On February 22, 2018, Infrastructure Ontario, reached financial close with EllisDon Infrastructure NTC General Partnership to design, build, finance and maintain the New Toronto Courthouse Project.

The New Toronto Courthouse will bring together many of Toronto’s Ontario Court of Justice criminal courts.

The New Toronto Courthouse project is being delivered using an Alternative Financing and Procurement model. The contract is valued at approximately $956.4 million, which reflects the payments made during construction, the substantial completion payment, and the monthly service payments before inflation adjustments.

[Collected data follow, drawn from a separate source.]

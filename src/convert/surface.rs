use std::collections::BTreeMap;

use super::error::Error;
use super::transform::{self, Placement};
use crate::deck::{Mnemonic, Section, SurfaceRecord, Transformation};
use crate::model::surface::{Axis, BoundaryType, SurfaceKind};

/// Plane cutting a two-sheet cone down to a single sheet.
///
/// `up` keeps the sheet on the positive side of `plane`.
#[derive(Debug, Clone, PartialEq)]
pub struct Sheet {
    pub plane: SurfaceKind,
    pub up: bool,
}

/// A surface card translated into the target frame.
#[derive(Debug, Clone, PartialEq)]
pub struct MappedSurface {
    pub kind: SurfaceKind,
    pub boundary: BoundaryType,
    pub sheet: Option<Sheet>,
}

struct Native {
    kind: SurfaceKind,
    sheet: Option<Sheet>,
}

impl Native {
    fn plain(kind: SurfaceKind) -> Self {
        Self { kind, sheet: None }
    }
}

/// Maps one surface card, applying its transformation if it names one.
pub fn map_surface(
    record: &SurfaceRecord,
    transformations: &BTreeMap<u32, Transformation>,
    reduce_axis_planes: bool,
) -> Result<MappedSurface, Error> {
    let Native { mut kind, mut sheet } = native(record)?;

    if let Some(tr_id) = record.transform {
        let tr = transformations.get(&tr_id).ok_or_else(|| {
            Error::dangling(
                Section::Surfaces,
                record.id,
                format!("transformation {} is not defined", tr_id),
            )
        })?;
        let placement = Placement::from_transformation(tr);
        kind = transform::apply(&kind, &placement).ok_or_else(|| {
            Error::unsupported_surface(
                record.id,
                &record.mnemonic,
                format!(
                    "transformation {} tilts the torus axis off the coordinate axes",
                    tr_id
                ),
            )
        })?;
        if let Some(s) = sheet.as_mut() {
            // Planes always survive a transformation.
            if let Some(plane) = transform::apply(&s.plane, &placement) {
                s.plane = plane;
            }
        }
    }

    if reduce_axis_planes {
        kind = reduce_plane(kind);
        if let Some(s) = sheet.as_mut() {
            s.plane = reduce_plane(s.plane.clone());
        }
    }

    Ok(MappedSurface {
        kind,
        boundary: record.boundary,
        sheet,
    })
}

/// Replaces a general plane whose normal is exactly a coordinate axis with
/// the matching axis plane.
pub fn reduce_plane(kind: SurfaceKind) -> SurfaceKind {
    if let SurfaceKind::Plane { a, b, c, d } = kind {
        let axis = match (a, b, c) {
            (1.0, 0.0, 0.0) => Some(Axis::X),
            (0.0, 1.0, 0.0) => Some(Axis::Y),
            (0.0, 0.0, 1.0) => Some(Axis::Z),
            _ => None,
        };
        if let Some(axis) = axis {
            return SurfaceKind::AxisPlane { axis, offset: d };
        }
    }
    kind
}

fn native(record: &SurfaceRecord) -> Result<Native, Error> {
    let id = record.id;
    let kind = match (&record.mnemonic, record.coefficients.as_slice()) {
        (Mnemonic::P, &[a, b, c, d]) => SurfaceKind::Plane { a, b, c, d },
        (Mnemonic::P, &[x1, y1, z1, x2, y2, z2, x3, y3, z3]) => {
            plane_from_points([x1, y1, z1], [x2, y2, z2], [x3, y3, z3])
                .ok_or_else(|| Error::invalid_surface(id, "the three points are collinear"))?
        }
        (Mnemonic::Px, &[d]) => unit_plane(Axis::X, d),
        (Mnemonic::Py, &[d]) => unit_plane(Axis::Y, d),
        (Mnemonic::Pz, &[d]) => unit_plane(Axis::Z, d),
        (Mnemonic::So, &[r]) => SurfaceKind::Sphere {
            center: [0.0; 3],
            r,
        },
        (Mnemonic::S, &[x, y, z, r]) => SurfaceKind::Sphere {
            center: [x, y, z],
            r,
        },
        (Mnemonic::Sx, &[x, r]) => SurfaceKind::Sphere {
            center: [x, 0.0, 0.0],
            r,
        },
        (Mnemonic::Sy, &[y, r]) => SurfaceKind::Sphere {
            center: [0.0, y, 0.0],
            r,
        },
        (Mnemonic::Sz, &[z, r]) => SurfaceKind::Sphere {
            center: [0.0, 0.0, z],
            r,
        },
        (Mnemonic::CX, &[u, v, r]) => cylinder(Axis::X, [u, v], r),
        (Mnemonic::CY, &[u, v, r]) => cylinder(Axis::Y, [u, v], r),
        (Mnemonic::CZ, &[u, v, r]) => cylinder(Axis::Z, [u, v], r),
        (Mnemonic::Cx, &[r]) => cylinder(Axis::X, [0.0, 0.0], r),
        (Mnemonic::Cy, &[r]) => cylinder(Axis::Y, [0.0, 0.0], r),
        (Mnemonic::Cz, &[r]) => cylinder(Axis::Z, [0.0, 0.0], r),
        (m @ (Mnemonic::KX | Mnemonic::KY | Mnemonic::KZ), &[x, y, z, r2, ref rest @ ..]) => {
            return cone(id, cone_axis(m), [x, y, z], r2, rest.first().copied());
        }
        (m @ (Mnemonic::Kx | Mnemonic::Ky | Mnemonic::Kz), &[t, r2, ref rest @ ..]) => {
            let axis = cone_axis(m);
            let mut apex = [0.0; 3];
            apex[axis.index()] = t;
            return cone(id, axis, apex, r2, rest.first().copied());
        }
        (Mnemonic::Sq, &[a, b, c, d, e, f, g, x, y, z]) => SurfaceKind::Quadric {
            coeffs: [
                a,
                b,
                c,
                0.0,
                0.0,
                0.0,
                2.0 * (d - a * x),
                2.0 * (e - b * y),
                2.0 * (f - c * z),
                a * x * x + b * y * y + c * z * z - 2.0 * (d * x + e * y + f * z) + g,
            ],
        },
        (Mnemonic::Gq, &[a, b, c, d, e, f, g, h, j, k]) => SurfaceKind::Quadric {
            coeffs: [a, b, c, d, e, f, g, h, j, k],
        },
        (Mnemonic::Tx, &[x, y, z, a, b, c]) => torus(Axis::X, [x, y, z], a, b, c),
        (Mnemonic::Ty, &[x, y, z, a, b, c]) => torus(Axis::Y, [x, y, z], a, b, c),
        (Mnemonic::Tz, &[x, y, z, a, b, c]) => torus(Axis::Z, [x, y, z], a, b, c),
        (m @ (Mnemonic::X | Mnemonic::Y | Mnemonic::Z), coeffs) => {
            return point_defined(record, point_axis(m), coeffs);
        }
        (m @ (Mnemonic::Macrobody(_) | Mnemonic::Unrecognized(_)), _) => {
            return Err(Error::unsupported_surface(
                id,
                m,
                "no analytic counterpart in the target geometry",
            ));
        }
        (m, coeffs) => {
            return Err(Error::invalid_surface(
                id,
                format!("{} does not take {} coefficients", m, coeffs.len()),
            ));
        }
    };
    Ok(Native::plain(kind))
}

/// Plane through three points with the sense convention of the input
/// format: the origin lies on the negative side. A plane through the
/// origin puts the point at infinity along +z (then +y, then +x) on the
/// positive side.
fn plane_from_points(p1: [f64; 3], p2: [f64; 3], p3: [f64; 3]) -> Option<SurfaceKind> {
    let n = transform::cross(transform::sub(p2, p1), transform::sub(p3, p1));
    let d = transform::dot(n, p1);
    let [a, b, c] = n;

    let key = [d, c, b, a].into_iter().find(|v| *v != 0.0)?;
    let s = if key < 0.0 { -1.0 } else { 1.0 };
    Some(SurfaceKind::Plane {
        a: s * a,
        b: s * b,
        c: s * c,
        d: s * d,
    })
}

fn unit_plane(axis: Axis, d: f64) -> SurfaceKind {
    let mut n = [0.0; 3];
    n[axis.index()] = 1.0;
    SurfaceKind::Plane {
        a: n[0],
        b: n[1],
        c: n[2],
        d,
    }
}

fn cylinder(axis: Axis, center: [f64; 2], r: f64) -> SurfaceKind {
    SurfaceKind::Cylinder { axis, center, r }
}

fn torus(axis: Axis, center: [f64; 3], a: f64, b: f64, c: f64) -> SurfaceKind {
    SurfaceKind::Torus {
        axis,
        center,
        a,
        b,
        c,
    }
}

fn cone(id: u32, axis: Axis, apex: [f64; 3], r2: f64, selector: Option<f64>) -> Result<Native, Error> {
    let kind = SurfaceKind::Cone { axis, apex, r2 };
    let sheet = match selector {
        None => None,
        Some(v) if v == 1.0 || v == -1.0 => Some(sheet_plane(axis, apex[axis.index()], v > 0.0)),
        Some(v) => {
            return Err(Error::invalid_surface(
                id,
                format!("cone sheet selector must be +1 or -1, found {}", v),
            ));
        }
    };
    Ok(Native { kind, sheet })
}

fn sheet_plane(axis: Axis, offset: f64, up: bool) -> Sheet {
    Sheet {
        plane: SurfaceKind::AxisPlane { axis, offset },
        up,
    }
}

/// Axisymmetric surface through point pairs `(t, r)` on `axis`.
fn point_defined(record: &SurfaceRecord, axis: Axis, coeffs: &[f64]) -> Result<Native, Error> {
    let kind = match *coeffs {
        [t, _] => SurfaceKind::AxisPlane {
            axis,
            offset: t,
        },
        [t1, r1, t2, r2] => {
            if t1 == t2 {
                SurfaceKind::AxisPlane { axis, offset: t1 }
            } else if r1 == r2 {
                cylinder(axis, [0.0, 0.0], r1)
            } else {
                let grad = (t2 - t1) / (r2 - r1);
                let offset = t2 - grad * r2;
                let mut apex = [0.0; 3];
                apex[axis.index()] = offset;
                let slope = 1.0 / grad;
                return Ok(Native {
                    kind: SurfaceKind::Cone {
                        axis,
                        apex,
                        r2: slope * slope,
                    },
                    sheet: Some(sheet_plane(axis, offset, grad >= 0.0)),
                });
            }
        }
        _ => {
            return Err(Error::unsupported_surface(
                record.id,
                &record.mnemonic,
                format!("{} point pairs are not supported", coeffs.len() / 2),
            ));
        }
    };
    Ok(Native::plain(kind))
}

fn cone_axis(m: &Mnemonic) -> Axis {
    match m {
        Mnemonic::KX | Mnemonic::Kx => Axis::X,
        Mnemonic::KY | Mnemonic::Ky => Axis::Y,
        _ => Axis::Z,
    }
}

fn point_axis(m: &Mnemonic) -> Axis {
    match m {
        Mnemonic::X => Axis::X,
        Mnemonic::Y => Axis::Y,
        _ => Axis::Z,
    }
}
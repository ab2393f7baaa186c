use std::fmt;
use std::str::FromStr;
use thiserror::Error;

#[derive(Debug, Clone, PartialEq, Eq, Error)]
#[error("invalid or unsupported element symbol: '{0}'")]
pub struct ParseElementError(String);

const SYMBOLS: [&str; 118] = [
    "H", "He", "Li", "Be", "B", "C", "N", "O", "F", "Ne", "Na", "Mg", "Al", "Si", "P", "S", "Cl",
    "Ar", "K", "Ca", "Sc", "Ti", "V", "Cr", "Mn", "Fe", "Co", "Ni", "Cu", "Zn", "Ga", "Ge", "As",
    "Se", "Br", "Kr", "Rb", "Sr", "Y", "Zr", "Nb", "Mo", "Tc", "Ru", "Rh", "Pd", "Ag", "Cd", "In",
    "Sn", "Sb", "Te", "I", "Xe", "Cs", "Ba", "La", "Ce", "Pr", "Nd", "Pm", "Sm", "Eu", "Gd", "Tb",
    "Dy", "Ho", "Er", "Tm", "Yb", "Lu", "Hf", "Ta", "W", "Re", "Os", "Ir", "Pt", "Au", "Hg", "Tl",
    "Pb", "Bi", "Po", "At", "Rn", "Fr", "Ra", "Ac", "Th", "Pa", "U", "Np", "Pu", "Am", "Cm", "Bk",
    "Cf", "Es", "Fm", "Md", "No", "Lr", "Rf", "Db", "Sg", "Bh", "Hs", "Mt", "Ds", "Rg", "Cn", "Nh",
    "Fl", "Mc", "Lv", "Ts", "Og",
];

/// A chemical element, H through Og, identified by its atomic number.
#[derive(Debug, Clone, Copy, PartialEq, Eq, Hash, PartialOrd, Ord)]
pub struct Element(u8);

impl Element {
    /// Looks up an element by atomic number, `None` outside 1..=118.
    pub fn from_atomic_number(z: u32) -> Option<Self> {
        if (1..=SYMBOLS.len() as u32).contains(&z) {
            Some(Self(z as u8))
        } else {
            None
        }
    }

    #[inline]
    pub fn atomic_number(&self) -> u8 {
        self.0
    }

    pub fn symbol(&self) -> &'static str {
        SYMBOLS[self.0 as usize - 1]
    }
}

impl fmt::Display for Element {
    fn fmt(&self, f: &mut fmt::Formatter<'_>) -> fmt::Result {
        f.write_str(self.symbol())
    }
}

impl FromStr for Element {
    type Err = ParseElementError;

    fn from_str(s: &str) -> Result<Self, Self::Err> {
        SYMBOLS
            .iter()
            .position(|&sym| sym == s)
            .map(|idx| Self(idx as u8 + 1))
            .ok_or_else(|| ParseElementError(s.to_string()))
    }
}

#[cfg(test)]
mod tests {
    use super::*;
    use std::str::FromStr;

    #[test]
    fn element_from_str_valid() {
        assert_eq!(Element::from_str("H").unwrap().atomic_number(), 1);
        assert_eq!(Element::from_str("Fe").unwrap().atomic_number(), 26);
        assert_eq!(Element::from_str("U").unwrap().atomic_number(), 92);
        assert_eq!(Element::from_str("Og").unwrap().atomic_number(), 118);
    }

    #[test]
    fn element_from_str_invalid_case() {
        let err = Element::from_str("h").unwrap_err();
        let s = format!("{}", err);
        assert_eq!(s, "invalid or unsupported element symbol: 'h'");
    }

    #[test]
    fn element_from_atomic_number_bounds() {
        assert!(Element::from_atomic_number(0).is_none());
        assert!(Element::from_atomic_number(119).is_none());
        assert_eq!(Element::from_atomic_number(95).unwrap().symbol(), "Am");
    }

    #[test]
    fn element_symbol_display_and_atomic_number() {
        let el = Element::from_atomic_number(11).unwrap();
        assert_eq!(el.symbol(), "Na");
        assert_eq!(el.to_string(), "Na");
        assert_eq!(el.atomic_number(), 11u8);
    }
}
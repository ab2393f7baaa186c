use std::process::ExitCode;

mod cli;
mod commands;
mod display;
mod io;
mod util;

fn main() -> ExitCode {
    let cli = cli::parse();
    let ctx = display::Context::detect().with_quiet(cli.quiet);

    if ctx.interactive {
        display::print_banner();
    }

    match commands::run(cli, ctx) {
        Ok(()) => ExitCode::SUCCESS,
        Err(e) => {
            display::print_error(&e);
            ExitCode::FAILURE
        }
    }
}
use super::region::Region;

/// Rotation matrix applied to a filling universe, rows in main-frame order.
pub type Rotation = [[f64; 3]; 3];

/// What occupies a cell.
#[derive(Debug, Clone, PartialEq)]
pub enum Fill {
    Void,
    Material(u32),
    Universe {
        id: u32,
        translation: Option<[f64; 3]>,
        rotation: Option<Rotation>,
    },
}

#[derive(Debug, Clone, PartialEq)]
pub struct Cell {
    pub id: u32,
    pub universe: u32,
    pub region: Region,
    pub fill: Fill,
    pub volume: Option<f64>,
}

/// A set of cells addressed together by id. Universe 0 is the root.
#[derive(Debug, Clone, PartialEq, Default)]
pub struct Universe {
    pub id: u32,
    pub cells: Vec<u32>,
}
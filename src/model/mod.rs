//! Data structures of the target model produced by the converter.
//!
//! - [`element`] – Periodic table lookup by atomic number.
//! - [`surface`] – Analytic surfaces and boundary conditions.
//! - [`region`] – CSG regions built from signed half-spaces.
//! - [`material`] – Nuclides, compositions and densities.
//! - [`cell`] – Cells, fills and universes.
//! - [`target`] – The assembled [`TargetModel`](target::TargetModel).

pub mod bounds;
pub mod cell;
pub mod element;
pub mod material;
pub mod region;
pub mod settings;
pub mod surface;
pub mod target;
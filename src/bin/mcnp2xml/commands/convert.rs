use std::io::Write;
use std::path::Path;

use anyhow::{Context, Result};

use mcnp_adapter::deck::{self, Deck};
use mcnp_adapter::{
    BoundaryType, ConvertConfig, SurfaceKind, TargetModel, convert, load_settings, xml,
};

use crate::cli::Cli;
use crate::display::{
    Context as DisplayContext, Progress, print_deck_info, print_model_summary,
    print_surface_types,
};
use crate::io::{create_output, ensure_dir, open_input, read_to_string};
use crate::util::text::count;

const TOTAL_STEPS: u8 = 3;

pub fn run(cli: Cli, ctx: DisplayContext) -> Result<()> {
    let config = build_config(&cli)?;

    let mut progress = Progress::new(ctx.interactive, TOTAL_STEPS);

    progress.step("Reading input deck");
    let deck = read_deck(&cli.input)?;
    progress.complete_step("Reading input deck", &read_substeps(&deck));

    if ctx.interactive {
        print_deck_info(&deck);
    }

    progress.step("Converting geometry and materials");
    let model = convert(&deck, &config).context("Conversion failed")?;
    progress.complete_step(
        "Converting geometry and materials",
        &convert_substeps(&model),
    );

    if ctx.interactive {
        print_model_summary(&model);
        print_surface_types(&model);
    }

    progress.step("Writing XML files");
    let written = write_outputs(&model, &cli.output)?;
    progress.complete_step("Writing XML files", &written);

    progress.finish();

    Ok(())
}

fn build_config(cli: &Cli) -> Result<ConvertConfig> {
    let settings = match &cli.settings {
        Some(path) => {
            let text = read_to_string(path)?;
            load_settings(Some(&text))
                .with_context(|| format!("Invalid settings file: {}", path.display()))?
        }
        None => load_settings(None)?,
    };

    Ok(ConvertConfig {
        vacuum_from_importance: !cli.keep_imp_zero,
        reduce_axis_planes: !cli.no_plane_reduction,
        merge_duplicate_surfaces: cli.merge_surfaces,
        settings,
    })
}

fn read_deck(path: &Path) -> Result<Deck> {
    let reader = open_input(path)?;
    deck::read(reader).with_context(|| format!("Failed to read deck: {}", path.display()))
}

fn read_substeps(deck: &Deck) -> Vec<String> {
    let mut steps = vec![
        format!("Parse {}", count(deck.cells.len(), "cell card")),
        format!("Parse {}", count(deck.surfaces.len(), "surface card")),
        format!(
            "Parse {} and {}",
            count(deck.materials.len(), "material"),
            count(deck.transformations.len(), "transformation")
        ),
    ];
    if !deck.passthrough.is_empty() {
        steps.push(format!(
            "Skip {}",
            count(deck.passthrough.len(), "untranslated data card")
        ));
    }
    steps
}

fn convert_substeps(model: &TargetModel) -> Vec<String> {
    let quadrics = model
        .surfaces
        .values()
        .filter(|s| matches!(s.kind, SurfaceKind::Quadric { .. }))
        .count();
    let vacuum = model
        .surfaces
        .values()
        .filter(|s| s.boundary == BoundaryType::Vacuum)
        .count();

    vec![
        format!(
            "Map {} ({} general quadric)",
            count(model.surfaces.len(), "surface"),
            quadrics
        ),
        format!("Build {}", count(model.cells.len(), "cell region")),
        format!(
            "Instantiate {}",
            count(model.materials.len(), "material")
        ),
        format!("Mark {}", count(vacuum, "vacuum boundary surface")),
    ]
}

/// Renders every file in memory, then writes them. Nothing reaches the
/// output directory unless all three rendered.
fn write_outputs(model: &TargetModel, dir: &Path) -> Result<Vec<String>> {
    let rendered = render_outputs(model)?;

    ensure_dir(dir)?;

    let mut written = Vec::new();
    for (name, bytes) in &rendered {
        let mut out = create_output(dir, name)?;
        out.writer
            .write_all(bytes)
            .with_context(|| format!("Failed to write {}", out.path.display()))?;
        written.push(finish_output(out)?);
    }

    Ok(written)
}

fn render_outputs(model: &TargetModel) -> Result<[(&'static str, Vec<u8>); 3]> {
    let mut geometry = Vec::new();
    xml::write_geometry(&mut geometry, model)
        .with_context(|| format!("Failed to render {}", xml::GEOMETRY_FILE))?;

    let mut materials = Vec::new();
    xml::write_materials(&mut materials, model)
        .with_context(|| format!("Failed to render {}", xml::MATERIALS_FILE))?;

    let mut settings = Vec::new();
    xml::write_settings(&mut settings, model)
        .with_context(|| format!("Failed to render {}", xml::SETTINGS_FILE))?;

    Ok([
        (xml::GEOMETRY_FILE, geometry),
        (xml::MATERIALS_FILE, materials),
        (xml::SETTINGS_FILE, settings),
    ])
}

fn finish_output(mut out: crate::io::OutputFile) -> Result<String> {
    out.writer
        .flush()
        .with_context(|| format!("Failed to write {}", out.path.display()))?;
    Ok(format!("Write {}", out.path.display()))
}
/// Authentication endpoints
///
/// # Endpoints
///
/// - `POST /api/auth/register` - Register a new account (role: customer)
/// - `POST /api/auth/login` - Login with username or email, get tokens
/// - `POST /api/auth/refresh` - Refresh the access token
/// - `POST /api/auth/logout` - Stateless logout acknowledgement
/// - `GET  /api/auth/me` - Current session identity
/// - `PUT  /api/auth/password` - Change the password

use crate::{
    app::AppState,
    envelope::Envelope,
    error::{ApiError, ApiResult},
};
use axum::{extract::State, http::StatusCode, Extension, Json};
use serde::{Deserialize, Serialize};
use taskdeck_shared::{
    auth::{jwt, middleware::AuthContext, password},
    models::user::{CreateUser, UpdateUser, User, UserRole},
};
use uuid::Uuid;
use validator::Validate;

/// Register request
#[derive(Debug, Deserialize, Validate)]
pub struct RegisterRequest {
    /// Login name
    #[validate(length(min = 3, max = 64, message = "Username must be 3-64 characters"))]
    pub username: String,

    /// Optional email address
    #[validate(email(message = "Invalid email format"))]
    pub email: Option<String>,

    /// Password
    pub password: String,
}

/// Login request
#[derive(Debug, Deserialize, Validate)]
pub struct LoginRequest {
    /// Username or email address
    #[validate(length(min = 1, message = "Username is required"))]
    pub username: String,

    /// Password
    #[validate(length(min = 1, message = "Password is required"))]
    pub password: String,
}

/// Token pair issued at registration and login
#[derive(Debug, Serialize)]
pub struct SessionResponse {
    /// User ID
    pub user_id: Uuid,

    /// Login name
    pub username: String,

    /// Account role
    pub role: UserRole,

    /// Access token (24h)
    pub access_token: String,

    /// Refresh token (30d)
    pub refresh_token: String,
}

/// Refresh token request
#[derive(Debug, Deserialize)]
pub struct RefreshRequest {
    /// Refresh token
    pub refresh_token: String,
}

/// Refresh token response
#[derive(Debug, Serialize)]
pub struct RefreshResponse {
    /// New access token (24h)
    pub access_token: String,
}

/// Current session identity
#[derive(Debug, Serialize)]
pub struct MeResponse {
    /// User ID
    pub id: Uuid,

    /// Login name
    pub username: String,

    /// Account role
    pub role: UserRole,
}

/// Password change request
#[derive(Debug, Deserialize)]
pub struct ChangePasswordRequest {
    /// Current password, verified before the change
    pub current: String,

    /// New password
    pub new: String,
}

fn issue_tokens(user: &User, secret: &str) -> ApiResult<(String, String)> {
    let access_claims = jwt::Claims::new(user.id, &user.username, user.role, jwt::TokenType::Access);
    let refresh_claims =
        jwt::Claims::new(user.id, &user.username, user.role, jwt::TokenType::Refresh);

    let access_token = jwt::create_token(&access_claims, secret)?;
    let refresh_token = jwt::create_token(&refresh_claims, secret)?;

    Ok((access_token, refresh_token))
}

/// Register a new user
///
/// New accounts get the `customer` role; an admin can promote them later.
///
/// # Errors
///
/// - `422 Unprocessable Entity`: validation failed (username length,
///   email format, password policy)
/// - `409 Conflict`: username or email already exists
pub async fn register(
    State(state): State<AppState>,
    Json(req): Json<RegisterRequest>,
) -> ApiResult<(StatusCode, Json<Envelope<SessionResponse>>)> {
    req.validate()?;

    password::validate_password_strength(&req.password)
        .map_err(|message| ApiError::validation("password", message))?;

    let password_hash = password::hash_password(&req.password)?;

    let user = User::create(
        &state.db,
        CreateUser {
            username: req.username,
            email: req.email,
            password_hash,
            role: UserRole::Customer,
        },
    )
    .await?;

    let (access_token, refresh_token) = issue_tokens(&user, state.jwt_secret())?;

    Ok((
        StatusCode::CREATED,
        Json(Envelope::new(SessionResponse {
            user_id: user.id,
            username: user.username,
            role: user.role,
            access_token,
            refresh_token,
        })),
    ))
}

/// Login with username or email
///
/// # Errors
///
/// - `401 Unauthorized`: unknown identifier or wrong password
/// - `403 Forbidden`: account is blocked
pub async fn login(
    State(state): State<AppState>,
    Json(req): Json<LoginRequest>,
) -> ApiResult<Json<Envelope<SessionResponse>>> {
    req.validate()?;

    let user = User::find_by_identifier(&state.db, req.username.trim())
        .await?
        .ok_or_else(|| ApiError::Unauthorized("Invalid username or password".to_string()))?;

    let valid = password::verify_password(&req.password, &user.password_hash)?;
    if !valid {
        return Err(ApiError::Unauthorized(
            "Invalid username or password".to_string(),
        ));
    }

    if user.blocked {
        return Err(ApiError::Forbidden("Account is blocked".to_string()));
    }

    User::update_last_login(&state.db, user.id).await?;

    let (access_token, refresh_token) = issue_tokens(&user, state.jwt_secret())?;

    Ok(Json(Envelope::new(SessionResponse {
        user_id: user.id,
        username: user.username,
        role: user.role,
        access_token,
        refresh_token,
    })))
}

/// Exchange a refresh token for a new access token
///
/// # Errors
///
/// - `401 Unauthorized`: invalid or expired refresh token
pub async fn refresh(
    State(state): State<AppState>,
    Json(req): Json<RefreshRequest>,
) -> ApiResult<Json<Envelope<RefreshResponse>>> {
    let access_token = jwt::refresh_access_token(&req.refresh_token, state.jwt_secret())?;

    Ok(Json(Envelope::new(RefreshResponse { access_token })))
}

/// Logout acknowledgement
///
/// Tokens are stateless, so there is nothing to revoke server-side; the
/// client discards its tokens. The endpoint exists so the UI has a single
/// logout call.
pub async fn logout(Extension(_auth): Extension<AuthContext>) -> ApiResult<Json<Envelope<()>>> {
    Ok(Json(Envelope::new(())))
}

/// Current session identity
pub async fn me(Extension(auth): Extension<AuthContext>) -> ApiResult<Json<Envelope<MeResponse>>> {
    Ok(Json(Envelope::new(MeResponse {
        id: auth.user_id,
        username: auth.username,
        role: auth.role,
    })))
}

/// Change the current user's password
///
/// # Errors
///
/// - `400 Bad Request`: current password is wrong
/// - `422 Unprocessable Entity`: new password fails the policy
pub async fn change_password(
    State(state): State<AppState>,
    Extension(auth): Extension<AuthContext>,
    Json(req): Json<ChangePasswordRequest>,
) -> ApiResult<Json<Envelope<()>>> {
    password::validate_password_strength(&req.new)
        .map_err(|message| ApiError::validation("new", message))?;

    let user = User::find_by_id(&state.db, auth.user_id)
        .await?
        .ok_or_else(|| ApiError::NotFound("User not found".to_string()))?;

    let valid = password::verify_password(&req.current, &user.password_hash)?;
    if !valid {
        return Err(ApiError::BadRequest(
            "Current password is incorrect".to_string(),
        ));
    }

    let password_hash = password::hash_password(&req.new)?;

    User::update(
        &state.db,
        auth.user_id,
        UpdateUser {
            password_hash: Some(password_hash),
            ..Default::default()
        },
    )
    .await?;

    Ok(Json(Envelope::new(())))
}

This figure doesn’t reflect total project cost.

EllisDon Infrastructure NTC General Partnership’s team members included EllisDon Capital Inc. as equity investor, EllisDon Design Build Inc. as construction contractor and NTC Service Provider General Partnership (a partnership between SNC-Lavalin and EllisDon Facilities Services Inc.) as service provider.

Financing for the project is comprised of short-term financing and associated hedging provided by The Bank of Nova Scotia and National Bank of Canada, with The Bank of Nova Scotia, acting as administrative agent, and long-term financing provided by Sun Life Investment Management.

Infrastructure Ontario was represented in-house by Agnes von dem Hagen, Vice President, Transaction Legal, and Janice Lao, Senior Legal Counsel, Transaction Legal.

McCarthy Tétrault LLP acted as transaction counsel to the Ministry of the Attorney General and to Infrastructure Ontario in the structuring, procurement, negotiation and settlement of the project documents, with a team that included Tristan Musgrave, Jamie Klein, James Kelsall, Nadia Conforti, Ian Mak (financing) and Chris Zawadzki (financing).

EllisDon was represented in-house by Andrés Durán, Vice President, Legal Services, P3 and International Projects and Jessica Ho-Wo-Cheong, Legal Counsel, P3 and International Projects.

EllisDon Infrastructure NTC General Partnership was represented by Blake, Cassels & Graydon LLP with a team that included Catherine Doyle, Vivian Kung, Lisha Li, Danielle Butler, Aaron Palmer, Christine Ferguson, Hilary Crangle, David Mender and Graham Fulton.

SNC-Lavalin was represented in-house by Simon Finlayson and Philippe Archambault and assisted by Norton Rose Fulbright Canada LLP with a team that included Mike Moher and Mary Kelly.

The lenders and hedge providers were represented by Farris, Vaughan, Wills & Murphy LLP with a team that included Michael Allen, Maria McKenzie and Aliza Premji.